MIAMI — Anxiety over President Donald Trump’s executive order on travel issued Jan. 27 has many communities on edge.
In addition to the seven
nationalities whose travel is restricted by this law — Iraqis, Syrians, Iranians, Sudanese, Libyans,
Somalis and Yemenis — one community in particular has been set on edge following
the advice of an attorney. And they are not from those countries.
At a recent immigration forum hosted by an Episcopal
church in Miami Gardens, attorney Dahlia Walker-Huntington addressed what she
saw as a potential dilemma for Caribbean nationals, particularly those
previously convicted of crimes or remaining outside of the United States for
extended periods of time.
“If you are a green-card holder and you were arrested, even if
you were not convicted or even if the case was dismissed, do not travel, as you
may be caught and be unable to return," Walker-Huntington said at the forum according to an article in the Atlanta Black Star.

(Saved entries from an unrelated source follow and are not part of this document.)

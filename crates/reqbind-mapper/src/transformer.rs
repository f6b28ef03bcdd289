//! Data transformers
//!
//! A transformer converts between the submitted (view) form of a field and
//! the form stored on the target (model). A failed reverse transformation
//! leaves the field unsynchronized: its value is not written and the field
//! reports its invalid message.

use crate::error::TransformationFailed;
use chrono::{DateTime, FixedOffset};
use reqbind_value::Value;

type Result<T> = std::result::Result<T, TransformationFailed>;

/// Converts field values between view and model form
pub trait DataTransformer {
    /// Model value to view value
    fn transform(&self, value: &Value) -> Result<Value>;

    /// Submitted view value to model value
    fn reverse_transform(&self, value: Value) -> Result<Value>;
}

fn is_empty(value: &Value) -> bool {
    match value {
        Value::Null => true,
        Value::String(s) => s.trim().is_empty(),
        _ => false,
    }
}

/// Parses strings into date-times, either RFC 3339 or a chrono format
#[derive(Debug, Clone, Default)]
pub struct DateTimeTransformer {
    format: Option<String>,
}

impl DateTimeTransformer {
    /// RFC 3339 transformer
    #[must_use]
    pub fn new() -> Self {
        Self::default()
    }

    /// Transformer for a `chrono` format string; the format must carry an offset
    pub fn with_format(format: impl Into<String>) -> Self {
        Self {
            format: Some(format.into()),
        }
    }

    fn parse(&self, input: &str) -> Result<DateTime<FixedOffset>> {
        let parsed = match &self.format {
            Some(format) => DateTime::parse_from_str(input, format),
            None => DateTime::parse_from_rfc3339(input),
        };
        parsed.map_err(|e| TransformationFailed::new(format!("Invalid date-time \"{input}\": {e}")))
    }
}

impl DataTransformer for DateTimeTransformer {
    fn transform(&self, value: &Value) -> Result<Value> {
        match value {
            Value::Null => Ok(Value::Null),
            Value::DateTime(dt) => Ok(Value::String(match &self.format {
                Some(format) => dt.format(format).to_string(),
                None => dt.to_rfc3339(),
            })),
            other => Err(TransformationFailed::new(format!(
                "Expected a date-time, found {}",
                other.type_name()
            ))),
        }
    }

    fn reverse_transform(&self, value: Value) -> Result<Value> {
        if is_empty(&value) {
            return Ok(Value::Null);
        }

        match value {
            Value::DateTime(_) => Ok(value),
            Value::String(s) => self.parse(s.trim()).map(Value::DateTime),
            other => Err(TransformationFailed::new(format!(
                "Expected a string, found {}",
                other.type_name()
            ))),
        }
    }
}

/// Parses integers from strings and integral floats
#[derive(Debug, Clone, Copy, Default)]
pub struct IntegerTransformer;

impl DataTransformer for IntegerTransformer {
    fn transform(&self, value: &Value) -> Result<Value> {
        match value {
            Value::Null => Ok(Value::Null),
            Value::Integer(i) => Ok(Value::String(i.to_string())),
            other => Err(TransformationFailed::new(format!(
                "Expected an integer, found {}",
                other.type_name()
            ))),
        }
    }

    fn reverse_transform(&self, value: Value) -> Result<Value> {
        if is_empty(&value) {
            return Ok(Value::Null);
        }

        match value {
            Value::Integer(_) => Ok(value),
            #[allow(clippy::cast_possible_truncation)]
            Value::Float(f) if f.fract() == 0.0 && f.abs() < 9.0e15 => Ok(Value::Integer(f as i64)),
            Value::String(s) => s
                .trim()
                .parse::<i64>()
                .map(Value::Integer)
                .map_err(|_| TransformationFailed::new(format!("\"{s}\" is not an integer"))),
            other => Err(TransformationFailed::new(format!(
                "Expected an integer, found {}",
                other.type_name()
            ))),
        }
    }
}

/// Parses the usual boolean spellings (`1`, `true`, `yes`, `on`, ...)
#[derive(Debug, Clone, Copy, Default)]
pub struct BooleanTransformer;

const TRUE_VALUES: &[&str] = &["1", "true", "yes", "on", "y", "t"];
const FALSE_VALUES: &[&str] = &["0", "false", "no", "off", "n", "f", ""];

impl DataTransformer for BooleanTransformer {
    fn transform(&self, value: &Value) -> Result<Value> {
        match value {
            Value::Null | Value::Bool(_) => Ok(value.clone()),
            other => Err(TransformationFailed::new(format!(
                "Expected a boolean, found {}",
                other.type_name()
            ))),
        }
    }

    fn reverse_transform(&self, value: Value) -> Result<Value> {
        match value {
            Value::Null | Value::Bool(_) => Ok(value),
            Value::Integer(0) => Ok(Value::Bool(false)),
            Value::Integer(1) => Ok(Value::Bool(true)),
            Value::String(s) => {
                let lowered = s.trim().to_ascii_lowercase();
                if TRUE_VALUES.contains(&lowered.as_str()) {
                    Ok(Value::Bool(true))
                } else if FALSE_VALUES.contains(&lowered.as_str()) {
                    Ok(Value::Bool(false))
                } else {
                    Err(TransformationFailed::new(format!(
                        "\"{s}\" is not a boolean"
                    )))
                }
            }
            other => Err(TransformationFailed::new(format!(
                "Expected a boolean, found {}",
                other.type_name()
            ))),
        }
    }
}

#[cfg(test)]
mod tests {
    use super::*;

    #[test]
    fn test_datetime_rfc3339() {
        let transformer = DateTimeTransformer::new();
        let value = transformer
            .reverse_transform(Value::from("2024-03-01T10:00:00+02:00"))
            .unwrap();
        let dt = value.as_datetime().unwrap();
        assert_eq!(dt.offset().local_minus_utc(), 7200);
        assert_eq!(
            transformer.transform(&value).unwrap(),
            Value::from("2024-03-01T10:00:00+02:00")
        );

        assert_eq!(transformer.reverse_transform(Value::from("")).unwrap(), Value::Null);
        assert!(transformer.reverse_transform(Value::from("yesterday")).is_err());
        assert!(transformer.reverse_transform(Value::from(12)).is_err());
    }

    #[test]
    fn test_datetime_custom_format() {
        let transformer = DateTimeTransformer::with_format("%d/%m/%Y %H:%M %z");
        let value = transformer
            .reverse_transform(Value::from("01/03/2024 10:00 +0000"))
            .unwrap();
        assert_eq!(
            transformer.transform(&value).unwrap(),
            Value::from("01/03/2024 10:00 +0000")
        );
    }

    #[test]
    fn test_integer() {
        let transformer = IntegerTransformer;
        assert_eq!(transformer.reverse_transform(Value::from(" 42 ")).unwrap(), Value::from(42));
        assert_eq!(transformer.reverse_transform(Value::from(3.0)).unwrap(), Value::from(3));
        assert_eq!(transformer.reverse_transform(Value::Null).unwrap(), Value::Null);
        assert!(transformer.reverse_transform(Value::from("4.5")).is_err());
        assert!(transformer.reverse_transform(Value::from(4.5)).is_err());
    }

    #[test]
    fn test_boolean() {
        let transformer = BooleanTransformer;
        assert_eq!(transformer.reverse_transform(Value::from("Yes")).unwrap(), Value::from(true));
        assert_eq!(transformer.reverse_transform(Value::from("off")).unwrap(), Value::from(false));
        assert_eq!(transformer.reverse_transform(Value::from(1)).unwrap(), Value::from(true));
        assert!(transformer.reverse_transform(Value::from("maybe")).is_err());
    }
}
//! Field write-back

use crate::accessor::DataAccessor;
use crate::registry::FieldRegistry;
use crate::{Error, Result};
use reqbind_value::{Value, ValueMap};
use tracing::debug;

/// What happened while writing extracted data into a target
#[derive(Debug, Clone, Default, PartialEq, Eq)]
pub struct WriteOutcome {
    /// Submitted keys without a declared field, in request order
    pub extra: Vec<String>,
    /// Fields whose value could not be transformed, with their message
    pub invalid: Vec<(String, String)>,
}

impl WriteOutcome {
    #[must_use]
    pub fn has_extra(&self) -> bool {
        !self.extra.is_empty()
    }
}

/// Write every declared key of `data` into `target`.
///
/// Undeclared keys are collected as extra. Declared fields that are
/// disabled, unmapped or not writable are skipped. A value rejected by the
/// field's transformer or by a setter marks the field invalid and the
/// remaining fields are still written.
///
/// # Errors
///
/// Access errors and structural failures other than transformation
/// failures are returned as they are.
pub fn write_fields(
    target: &mut Value,
    data: ValueMap,
    registry: &FieldRegistry,
    accessor: &dyn DataAccessor,
    invalid_message: &str,
) -> Result<WriteOutcome> {
    let mut outcome = WriteOutcome::default();

    for (key, submitted) in data {
        let Some(field) = registry.get(&key) else {
            outcome.extra.push(key);
            continue;
        };

        if field.is_disabled() || !field.is_mapped() {
            debug!(field = %key, "Skipping disabled or unmapped field");
            continue;
        }

        if !accessor.is_writable(target, field) {
            debug!(field = %key, "Skipping non-writable field");
            continue;
        }

        let message = field.invalid_message().unwrap_or(invalid_message);
        let value = match field.transformer() {
            Some(transformer) => match transformer.reverse_transform(submitted) {
                Ok(value) => value,
                Err(err) => {
                    debug!(field = %key, error = %err, "Field value could not be transformed");
                    outcome.invalid.push((key, message.to_string()));
                    continue;
                }
            },
            None => submitted,
        };

        match accessor.set_value(target, value, field) {
            Ok(()) => {}
            Err(Error::Property(err)) if err.is_transformation_failure() => {
                debug!(field = %key, error = %err, "Field setter rejected the value");
                outcome.invalid.push((key, message.to_string()));
            }
            Err(err) => return Err(err),
        }
    }

    if outcome.has_extra() {
        debug!(extra = ?outcome.extra, "Request carries undeclared fields");
    }

    Ok(outcome)
}
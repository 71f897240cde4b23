//! Error taxonomy for the timer-and-poll core

use core::fmt;

/// Result type for core operations
pub type CortResult<T> = Result<T, CortError>;

/// Errors surfaced by the timer heap, poll driver, and waiter state machine.
///
/// `InvariantViolation` is the only variant that callers are not expected
/// to handle: it indicates a programming defect (e.g. adding a waiter that
/// is already armed) and the core aborts rather than returning it from a
/// fallible path — see the `invariant!` macro.
#[derive(Debug, Clone, PartialEq, Eq)]
pub enum CortError {
    /// The OS multiplexer or clock failed to initialize; the thread cannot
    /// run its loop.
    InitFailed(String),

    /// `epoll_ctl` (add/mod) rejected a file descriptor.
    RegistrationFailed(i32),

    /// A waiter was not found where the caller expected it (heap or
    /// multiplexer). This is surfaced only where the benign-race reading
    /// (already removed) does not apply.
    NotFound,
}

impl fmt::Display for CortError {
    fn fmt(&self, f: &mut fmt::Formatter<'_>) -> fmt::Result {
        match self {
            CortError::InitFailed(msg) => write!(f, "timer core init failed: {msg}"),
            CortError::RegistrationFailed(errno) => {
                write!(f, "poll driver registration failed (errno {errno})")
            }
            CortError::NotFound => write!(f, "waiter not found"),
        }
    }
}

impl std::error::Error for CortError {}

/// Abort with a message describing an invariant violation.
///
/// A waiter already armed on `add`, or similar: a program defect, not a
/// recoverable condition, so this aborts rather than returning an `Err`.
#[macro_export]
macro_rules! invariant {
    ($cond:expr, $($msg:tt)*) => {
        if !$cond {
            panic!("timerloop invariant violated: {}", format!($($msg)*));
        }
    };
}

#[cfg(test)]
mod tests {
    use super::*;

    #[test]
    fn test_display() {
        let e = CortError::RegistrationFailed(9);
        assert_eq!(format!("{e}"), "poll driver registration failed (errno 9)");
    }

    #[test]
    #[should_panic(expected = "timerloop invariant violated")]
    fn test_invariant_panics() {
        invariant!(1 == 2, "one should equal two");
    }

    #[test]
    fn test_invariant_passes() {
        invariant!(1 == 1, "fine");
    }
}
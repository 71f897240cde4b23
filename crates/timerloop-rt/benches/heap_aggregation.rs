//! Benchmarks the timer heap's deadline aggregation: many waiters
//! sharing one deadline vs. spread across distinct deadlines.

use criterion::{black_box, criterion_group, criterion_main, Criterion};

use timerloop_core::{Coroutine, CoroutineRef, FinishReason};
use timerloop_rt::heap::TimerHeap;
use timerloop_rt::waiter::Waiter;

#[derive(Default)]
struct NoopCoroutine;

impl Coroutine for NoopCoroutine {
    fn start(&mut self) {}
    fn resume(&mut self) {}
    fn on_finish(&mut self, _reason: FinishReason) -> Option<CoroutineRef> {
        None
    }
    fn parent(&self) -> Option<CoroutineRef> {
        None
    }
}

fn bench_shared_deadline(c: &mut Criterion) {
    c.bench_function("heap_add_10k_shared_deadline", |b| {
        b.iter(|| {
            let mut heap = TimerHeap::new();
            for _ in 0..10_000 {
                let w = Waiter::new(Box::new(NoopCoroutine));
                heap.add(w.downgrade(), black_box(1_000));
            }
            black_box(heap.peek_deadline());
        });
    });
}

fn bench_distinct_deadlines(c: &mut Criterion) {
    c.bench_function("heap_add_10k_distinct_deadlines", |b| {
        b.iter(|| {
            let mut heap = TimerHeap::new();
            for i in 0..10_000u64 {
                let w = Waiter::new(Box::new(NoopCoroutine));
                heap.add(w.downgrade(), black_box(i));
            }
            black_box(heap.peek_deadline());
        });
    });
}

fn bench_drain_expired(c: &mut Criterion) {
    c.bench_function("heap_drain_expired_10k", |b| {
        b.iter_batched(
            || {
                let mut heap = TimerHeap::new();
                let mut keep_alive = Vec::with_capacity(10_000);
                for i in 0..10_000u64 {
                    let w = Waiter::new(Box::new(NoopCoroutine));
                    heap.add(w.downgrade(), i % 100);
                    keep_alive.push(w);
                }
                (heap, keep_alive)
            },
            |(mut heap, keep_alive)| {
                black_box(heap.drain_expired(u64::MAX));
                drop(keep_alive);
            },
            criterion::BatchSize::LargeInput,
        );
    });
}

criterion_group!(
    benches,
    bench_shared_deadline,
    bench_distinct_deadlines,
    bench_drain_expired
);
criterion_main!(benches);
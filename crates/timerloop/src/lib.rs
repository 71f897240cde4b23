//! # timerloop
//!
//! The timer-and-poll core of a cooperative coroutine runtime: a
//! per-thread deadline heap, an epoll-backed readiness multiplexer, a
//! waiter state machine, and a drift-compensated repeater scheduler.
//!
//! This crate does not implement coroutines, channels, or a scheduler —
//! only the timing/readiness substrate such a runtime drives its leaf
//! coroutines with. Callers bring their own `Coroutine` implementation
//! (see [`Coroutine`]) and worker loop; `timerloop` tells that loop what
//! is due and when to wake up next.
//!
//! ## Quick Start
//!
//! ```no_run
//! use std::cell::RefCell;
//! use std::rc::Rc;
//! use timerloop::{lifecycle, Coroutine, CoroutineRef, FinishReason, Waiter};
//!
//! struct PrintOnFire;
//!
//! impl Coroutine for PrintOnFire {
//!     fn start(&mut self) {}
//!     fn resume(&mut self) {}
//!     fn on_finish(&mut self, reason: FinishReason) -> Option<CoroutineRef> {
//!         println!("fired: {reason:?}");
//!         None
//!     }
//!     fn parent(&self) -> Option<CoroutineRef> {
//!         None
//!     }
//! }
//!
//! lifecycle::init().expect("timer core init");
//! let waiter = Waiter::new(Box::new(PrintOnFire));
//! waiter.set_timeout(100);
//! lifecycle::run_forever().expect("run_forever");
//! ```
//!
//! ## Architecture
//!
//! ```text
//! ┌──────────────────────────────────────────────────────────┐
//! │                     Worker Loop                          │
//! │            lifecycle::run_once() per iteration           │
//! └──────────────────────────────────────────────────────────┘
//!                            │
//!           ┌────────────────┼────────────────┐
//!           ▼                ▼                ▼
//!     ┌───────────┐   ┌─────────────┐   ┌────────────┐
//!     │   Clock   │   │ Timer Heap  │   │Poll Driver │
//!     │ (cached)  │   │ (BinaryHeap)│   │  (epoll)   │
//!     └───────────┘   └─────────────┘   └────────────┘
//!           │                │                │
//!           └────────────────┼────────────────┘
//!                            ▼
//!                   ┌─────────────────┐
//!                   │ Waiter / Handle │
//!                   │  state machine  │
//!                   └─────────────────┘
//!                            │
//!                            ▼
//!                   ┌─────────────────┐
//!                   │    Repeater     │
//!                   │  (periodic)     │
//!                   └─────────────────┘
//! ```

pub use timerloop_core::{
    env_get, env_get_bool, env_get_opt, CortError, CortResult, Coroutine, CoroutineRef,
    FinishReason, LogLevel,
};
pub use timerloop_core::{tdebug, terror, tinfo, ttrace, twarn};

pub use timerloop_rt::{lifecycle, Clock, Handle, PollDriver, Regime, Repeater, TimerHeap, Waiter};
pub use timerloop_rt::poll::{READABLE, WRITABLE};
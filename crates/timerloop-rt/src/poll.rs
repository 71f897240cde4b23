//! Poll driver: epoll-backed readiness multiplexing.
//!
//! One `PollDriver` per thread, owned by the `TimerCore` alongside the
//! clock and timer heap. Registrations key on the raw fd; the `u64` epoll
//! `data` word carries a pointer-sized token that round-trips to the
//! owning waiter's `WeakWaiter` via a side table (storing the `Weak`
//! itself in the `data` word is not possible since it isn't `Copy`).

use std::collections::HashMap;
use std::os::fd::{AsFd, BorrowedFd, RawFd};
use std::time::Duration;

use nix::sys::epoll::{Epoll, EpollCreateFlags, EpollEvent, EpollFlags, EpollTimeout};

use timerloop_core::{CortError, CortResult};

use crate::config::PollDriverConfig;
use crate::waiter::WeakWaiter;

/// Readiness bits the caller may request, deliberately a subset of
/// `EpollFlags` expressed as plain `u32` so `timerloop-core`'s
/// `Coroutine` boundary and waiter API stay free of the `nix` type.
pub const READABLE: u32 = 0b01;
pub const WRITABLE: u32 = 0b10;

fn to_epoll_flags(bits: u32) -> EpollFlags {
    let mut flags = EpollFlags::empty();
    if bits & READABLE != 0 {
        flags |= EpollFlags::EPOLLIN;
    }
    if bits & WRITABLE != 0 {
        flags |= EpollFlags::EPOLLOUT;
    }
    flags
}

fn from_epoll_flags(flags: EpollFlags) -> u32 {
    let mut bits = 0;
    if flags.contains(EpollFlags::EPOLLIN) {
        bits |= READABLE;
    }
    if flags.contains(EpollFlags::EPOLLOUT) {
        bits |= WRITABLE;
    }
    bits
}

/// Per-thread epoll instance plus the fd → waiter side table.
pub struct PollDriver {
    epoll: Epoll,
    waiters: HashMap<RawFd, WeakWaiter>,
    max_events: usize,
}

impl PollDriver {
    pub fn new() -> CortResult<Self> {
        Self::with_config(PollDriverConfig::from_env())
    }

    pub fn with_config(config: PollDriverConfig) -> CortResult<Self> {
        let epoll = Epoll::new(EpollCreateFlags::EPOLL_CLOEXEC)
            .map_err(|e| CortError::InitFailed(format!("epoll_create1: {e}")))?;
        Ok(Self {
            epoll,
            waiters: HashMap::new(),
            max_events: config.max_events.max(1),
        })
    }

    /// The underlying epoll fd, for embedding this thread's driver into a
    /// wider multiplexer (an escape hatch for embedding).
    pub fn as_raw_fd(&self) -> RawFd {
        use std::os::fd::AsRawFd;
        self.epoll.as_fd().as_raw_fd()
    }

    /// Register `fd` for `events`, routing its readiness to `waiter`. On
    /// failure the fd is left out of the side table entirely — the
    /// waiter's `poll_request` stays whatever the caller already set, but
    /// it is not actually armed in the multiplexer, preserving "armed(w)
    /// iff w is in the side table".
    pub fn register(&mut self, fd: RawFd, events: u32, waiter: WeakWaiter) -> CortResult<()> {
        let ev = EpollEvent::new(to_epoll_flags(events), fd as u64);
        let borrowed = unsafe { BorrowedFd::borrow_raw(fd) };
        self.epoll.add(borrowed, ev).map_err(|e| {
            terror_registration(fd, &e);
            CortError::RegistrationFailed(e as i32)
        })?;
        self.waiters.insert(fd, waiter);
        Ok(())
    }

    pub fn modify(&mut self, fd: RawFd, events: u32, waiter: WeakWaiter) -> CortResult<()> {
        let ev = EpollEvent::new(to_epoll_flags(events), fd as u64);
        let borrowed = unsafe { BorrowedFd::borrow_raw(fd) };
        self.epoll.modify(borrowed, &ev).map_err(|e| {
            terror_registration(fd, &e);
            CortError::RegistrationFailed(e as i32)
        })?;
        self.waiters.insert(fd, waiter);
        Ok(())
    }

    pub fn unregister(&mut self, fd: RawFd) {
        if self.waiters.remove(&fd).is_some() {
            let borrowed = unsafe { BorrowedFd::borrow_raw(fd) };
            // ENOENT/EBADF here mean the fd is already gone (closed by the
            // caller, or never survived a prior error) — the benign-race
            // reading for stale weak references.
            let _ = self.epoll.delete(borrowed);
        }
    }

    /// True iff `fd` is actually armed in the multiplexer right now. The
    /// authoritative source for the register-vs-modify decision — a
    /// waiter's own `fd` field can be stale after a failed registration,
    /// but this table only ever reflects what `epoll_ctl` actually
    /// accepted.
    pub fn contains(&self, fd: RawFd) -> bool {
        self.waiters.contains_key(&fd)
    }

    /// Every waiter currently armed in the multiplexer, for teardown.
    pub fn drain_waiters(&mut self) -> Vec<WeakWaiter> {
        self.waiters.drain().map(|(_, w)| w).collect()
    }

    /// Block for at most `timeout` (None = forever, Some(0) = immediate
    /// poll), returning the waiters whose registered fd became ready,
    /// paired with the readiness bits observed.
    pub fn wait(&mut self, timeout: Option<Duration>) -> CortResult<Vec<(WeakWaiter, u32)>> {
        let mut events = vec![EpollEvent::empty(); self.max_events];
        let epoll_timeout = match timeout {
            None => EpollTimeout::NONE,
            // `EpollTimeout::from` only accepts a u16 (0-65535ms); clamp
            // to that range rather than the wider `i32` range accepted by
            // epoll_wait itself, or a large deadline would silently wrap
            // when narrowed. A clamped wait just returns empty sooner and
            // the driver recomputes the budget on the next run_once.
            Some(d) => EpollTimeout::from(d.as_millis().min(u16::MAX as u128) as u16),
        };
        let n = self
            .epoll
            .wait(&mut events, epoll_timeout)
            .map_err(|e| CortError::InitFailed(format!("epoll_wait: {e}")))?;

        let mut ready = Vec::with_capacity(n);
        for ev in &events[..n] {
            let fd = ev.data() as RawFd;
            if let Some(waiter) = self.waiters.get(&fd) {
                ready.push((waiter.clone(), from_epoll_flags(ev.events())));
            }
        }
        Ok(ready)
    }

    pub fn registered_count(&self) -> usize {
        self.waiters.len()
    }
}

fn terror_registration(fd: RawFd, e: &nix::Error) {
    timerloop_core::terror!("epoll_ctl failed for fd {fd}: {e}");
}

Record attempted to contact Walker-Huntington, but was unable to
secure any response.
David W. Caulkett, vice president and founder of Floridians for
Immigration Enforcement, spoke with the Florida Record
about the executive order and its fate.
“Trump's first EO (executive order) was indeed flawed
because of the restrictions on permanent residents, but of
course the 9th District went overboard in the stay,"
Caulkett said. "I'm guessing permanent residents won't be
screened in the second EO.”
A second executive order is expected to
be coming within a week.
Caulkett said that Huntington’s comments about the first order were accurate, but if she
intended to include the as yet unannounced second EO, her warning was ill
Marlon Hill, past president of the Caribbean Bar Association, explained on a website
dedicated to Jamaican and other Caribbean nationals living in the United States that reentry is not guaranteed for any resident.
“While the President’s Order is directed only to nationals
of the seven listed countries, reentry to the United States is not guaranteed
for any lawful permanent resident,"
wrote. "Customs and Border Patrol (CBP) agents have
the discretion at all times to question U.S. citizens or permanent residents
coming from the above seven countries or from any other country.”
212(f) of the Immigration and
Naturalization Act (INA) states that the president has full
discretionary power over the borders. The section reads:
“Whenever the President finds that the entry of any
aliens or of any class of aliens into the United States would be detrimental to
the interests of the United States, he may by proclamation, and for such period
as he shall deem necessary, suspend the entry of all aliens or any class of
aliens as immigrants or nonimmigrants, or impose on the entry of aliens any
restrictions he may deem to be appropriate.”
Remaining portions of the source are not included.